The APC told NITV News at the time that Reid has multiple impairments and was subject to “rigorous” testing, like all Paralympians.

“Amanda’s former coach – Simon Watkins – is not a classifier or a medical practitioner. His observations … are opinions,” the APC said.

“Amanda’s case is certainly not unique to Paralympic sport. Paralympic athletes can have multiple impairments and compete in different classifications across sports – this is catered for within international classification rules governing Paralympic sport.”

A Current Affair reporter Seb Costello

In a statement of claim filed in the Federal Court on 10 September, Reid said the A Current Affair story is defamatory in 15 ways, including that she: fraudulently represented she was disabled and fraudulently won a silver medal, is a “despicable person who pretends to be disabled”, “cheats genuinely disabled athletes out of positions and medals”, and is a “con-woman”.
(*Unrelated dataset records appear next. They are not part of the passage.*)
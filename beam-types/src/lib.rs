//! Record types shared between the beam profiler and its consumers.
//!
//! Nothing in here does numerics; these are the plain, serializable values
//! that cross the boundary between the analysis core and whatever draws or
//! stores its output.

mod estimate;
pub mod settings;

pub use estimate::BeamEstimate;
pub use settings::{
    AnalyzerConfig, EllipseConvention, ProfilerSettings, SettingsError, DEFAULT_NUM_POINTS,
};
The court documents, viewed by Mumbrella, also state that the segment implies she manipulated the Paralympian classification process, took advantage of non-medically qualified classifiers – consequently damaging the Paralympic brand – and left swimming only to re-emerge just before the Rio Games “with a new name, a new event and a new disability”.

The segment was uploaded to A Current Affair’s YouTube channel. A written story on the allegations raised in the program was also posted to Nine’s website, and a link to that article shared on Twitter.

Reid is claiming each of these separate publications are defamatory, and caused aggravated damage to her because of the “over-sensationalised manner [of the segment] noting the language, tone and production style, indicating intent to injure” her. She submits that Nine did not make “any proper inquiries” before publication, and refused to apologise after a request for an apology was made on 23 October, 2018.

Nine declined to comment on the case.

In addition to compensation, Reid is asking that Nine pays her legal costs and the court issues an order that permanently stops Nine from publishing the allegations. The court action will begin with a case management hearing set down for 15 November.